The fact that a significant number of Ebola patients are able to develop an immunity to Ebola means that an effective vaccine is feasible even if it is not effective for 100% of the population. Once we develop a sufficient herd immunity Ebola will not be able to propagate widely in the community. In this aspect, Ebola differs from HIV which is almost custom designed to evade the primate immune system and which rarely confers immunity on those exposed to it.
“Fairness” isn’t about survival. It’s about the self-sacrificial thrill that runs up the leg of some masochists as they contemplate dying in solidarity.
Talking about vaccines, probably the main impediment to an effective vaccine is the fear of side effects. Once the Ebola pandemic is contained and people are no longer scared to death all we will hear for years is constant television adds about multimillion dollar settlements against the producers of the vaccine.
The GlaxoSmithKline vaccine contains only one Ebola gene so its effectiveness might be limited but its side effects will probably also be limited. If it is ineffective that does not mean that it is impossible to develop a vaccine, rather it means that it is impossible to develop a vaccine in our highly litigious society.
In my view, the modern world dates from 1865 and runs to the start of the post modern world in 1965. All the progressive garbage of the end of the 19th beginning of the 20th was fermented over several decades. It did not just spring forth from Zeus’ head. From 1965 on is the Twilight Zone where up is down, slavery is freedom and ugly is beauty.
Artfldgr:
Re definition of “modern era”—if you look at my addendum to the post, and the link therein, WWII does not appear to be the usual starting point, at least according to those sources.
In Russia 3 mln people perished in this epidemics – five time as much as in USA. Flu was brought into Europe by US soldiers. One can speculate that refusal of USA to send troops in Europe could have saved more lives that sending them.
Historically, the most effective vaccines have been based on live attenuated viruses. The classic vaccine is Edward Jenner and his vaccine based on cowpox. Lewis Pasteur developed the rabies vaccine by passing live viruses through eggs until it lost some of its potency.
Over time we have become more skillful in developing vaccines based on dead virus or even on small parts of the viral genome inside of an innocuous carrier virus.

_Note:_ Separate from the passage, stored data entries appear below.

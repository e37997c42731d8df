#![forbid(unsafe_code)]

//! Transport contract: wire type tags, bind descriptors, column buffers,
//! and the statement traits the marshalling core drives.
//!
//! The physical wire encoding belongs to the transport. The core only
//! relies on the tags below, on fixed little-endian widths for numeric
//! buffers, and on NUL-terminated text in string buffers.

/// In-memory transport used by tests.
pub mod mock;

use bytes::Bytes;

/// Transport-defined tag identifying a column's or parameter's on-the-wire
/// representation.
///
/// Transports that surface richer source types (dates, timestamps,
/// variable-width strings) fold them into these canonical tags when
/// reporting result metadata.
#[derive(Debug, Clone, Copy, PartialEq, Eq, Hash)]
pub enum WireType {
    /// 8-bit integer.
    Tiny,
    /// 16-bit integer.
    Short,
    /// 32-bit integer.
    Long,
    /// 64-bit integer.
    LongLong,
    /// 32-bit float.
    Float,
    /// 64-bit float.
    Double,
    /// Fixed-capacity text.
    String,
}

impl WireType {
    /// Buffer width for fixed-width tags; `None` for text.
    pub fn fixed_width(self) -> Option<usize> {
        match self {
            WireType::Tiny => Some(1),
            WireType::Short => Some(2),
            WireType::Long => Some(4),
            WireType::LongLong => Some(8),
            WireType::Float => Some(4),
            WireType::Double => Some(8),
            WireType::String => None,
        }
    }
}

/// One column of a result set's schema.
#[derive(Debug, Clone)]
pub struct ColumnMeta {
    /// Column name.
    pub name: String,
    /// Wire representation of the column.
    pub wire_type: WireType,
    /// Declared length; meaningful for text columns.
    pub length: usize,
}

impl ColumnMeta {
    /// Convenience constructor.
    pub fn new(name: impl Into<String>, wire_type: WireType, length: usize) -> ColumnMeta {
        ColumnMeta {
            name: name.into(),
            wire_type,
            length,
        }
    }
}

/// Bind descriptor for one query parameter, passed to the transport at
/// bind time.
///
/// The value buffer is owned by the descriptor; each descriptor carries its
/// own null flag, never shared across parameters. A null descriptor still
/// names the wire type of the declared parameter type so the transport can
/// bind a typed NULL.
#[derive(Debug, Clone, PartialEq, Eq)]
pub struct BindParam {
    /// Wire representation of the parameter.
    pub wire_type: WireType,
    /// Value bytes; `None` for a logical null.
    pub value: Option<Bytes>,
    /// Logical value length. Zero for fixed-width types, whose width is
    /// implied by the tag.
    pub length: usize,
    /// Dedicated null flag for this parameter.
    pub is_null: bool,
}

impl BindParam {
    /// Descriptor for a present value.
    pub fn with_value(wire_type: WireType, value: Bytes) -> BindParam {
        let length = match wire_type {
            WireType::String => value.len(),
            _ => 0,
        };
        BindParam {
            wire_type,
            value: Some(value),
            length,
            is_null: false,
        }
    }

    /// Descriptor for a typed null.
    pub fn null(wire_type: WireType) -> BindParam {
        BindParam {
            wire_type,
            value: None,
            length: 0,
            is_null: true,
        }
    }
}

/// Owned buffer state for one result column, reused in place across rows.
///
/// The statement-scoped result state exclusively owns every binding; the
/// deserializer must consume a column before the next fetch overwrites it.
#[derive(Debug)]
pub struct ColumnBinding {
    /// Column name from the result schema.
    pub name: String,
    /// Wire representation of the column.
    pub wire_type: WireType,
    /// Value buffer; length equals the bound capacity and never changes.
    pub buffer: Vec<u8>,
    /// Null flag for the current row.
    pub is_null: bool,
    /// Whether the transport truncated the current row's value.
    pub truncated: bool,
}

impl ColumnBinding {
    /// Allocates the buffer for a column: the tag's fixed width, or the
    /// declared length plus a terminator byte for text.
    pub fn for_column(meta: &ColumnMeta) -> ColumnBinding {
        let capacity = meta.wire_type.fixed_width().unwrap_or(meta.length + 1);
        ColumnBinding {
            name: meta.name.clone(),
            wire_type: meta.wire_type,
            buffer: vec![0; capacity],
            is_null: false,
            truncated: false,
        }
    }

    /// Bound buffer capacity.
    pub fn capacity(&self) -> usize {
        self.buffer.len()
    }
}

/// Result of one wire fetch.
#[derive(Debug, Clone, Copy, PartialEq, Eq)]
pub enum FetchOutcome {
    /// A row was written into the column bindings.
    Row,
    /// A row was written but at least one value was truncated.
    Truncated,
    /// Clean end of data.
    NoData,
    /// The fetch failed; see the statement's last error.
    Error,
}

/// A prepared statement handle owned by the transport.
pub trait PreparedStatement {
    /// Commits the accumulated descriptor list. A position may be unset
    /// when a named parameter was skipped by the binder. Returns `false`
    /// when the transport rejects the bind; the message is available via
    /// [`PreparedStatement::last_error`].
    fn bind_params(&mut self, params: &[Option<BindParam>]) -> bool;

    /// Executes the statement. Returns `false` on failure.
    fn execute(&mut self) -> bool;

    /// Result schema, or `None` when the statement produces no result set.
    fn metadata(&self) -> Option<Vec<ColumnMeta>>;

    /// Fetches the next row into the supplied column bindings.
    fn fetch(&mut self, columns: &mut [ColumnBinding]) -> FetchOutcome;

    /// Last transport error message for this statement.
    fn last_error(&self) -> String;
}

/// A live transport connection.
pub trait Connection {
    /// Statement handle type.
    type Stmt: PreparedStatement;

    /// Prepares a statement from transport-ready query text.
    fn prepare(&mut self, sql: &str) -> Result<Self::Stmt, String>;

    /// Row id generated by the last insert on this connection.
    fn last_insert_id(&self) -> i64;
}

If there really were a panic situation in which 70% of the population were at risk for death we might have to rely on an attenuated Ebola virus. The Reston Ebola virus apparently produces human immunity but does not produce illness in most people so far. It would be interesting to see if people who have antibodies to Ebola Reston are also immune to human Ebola virus.
https://web.stanford.edu/group/virus/filo/ebor.html
The Left does not engage in self sacrifice, they engage in human sacrifice. That means they don’t kill themselves, as a zealot might.
See, that’s how they multiply.
Their dupes do.
May be, it worth to remind that in its leading symptom – bleeding of lungs capillars – 1918 fly was a haemorragic fever. Exactly this made it so deadly.
Their dupes do.
Which ones?
Ben Afftick and William Maher-Mao, via instapundit, said on a show that they owned guns to protect themselves.
They will hire bodyguards to make sure theirs is taken care of. You, on the other hand, they’ll watch get killed with a big phat smile on their face like Hussein O does.
Maher’s concern for Islam doesn’t stem from his sense of justice for underclass girls like at Rotter or CPS Texas. It’s just to save his own stuff from the hordes. Your culture and people, he’ll gladly throw into the fire to buy himself some time.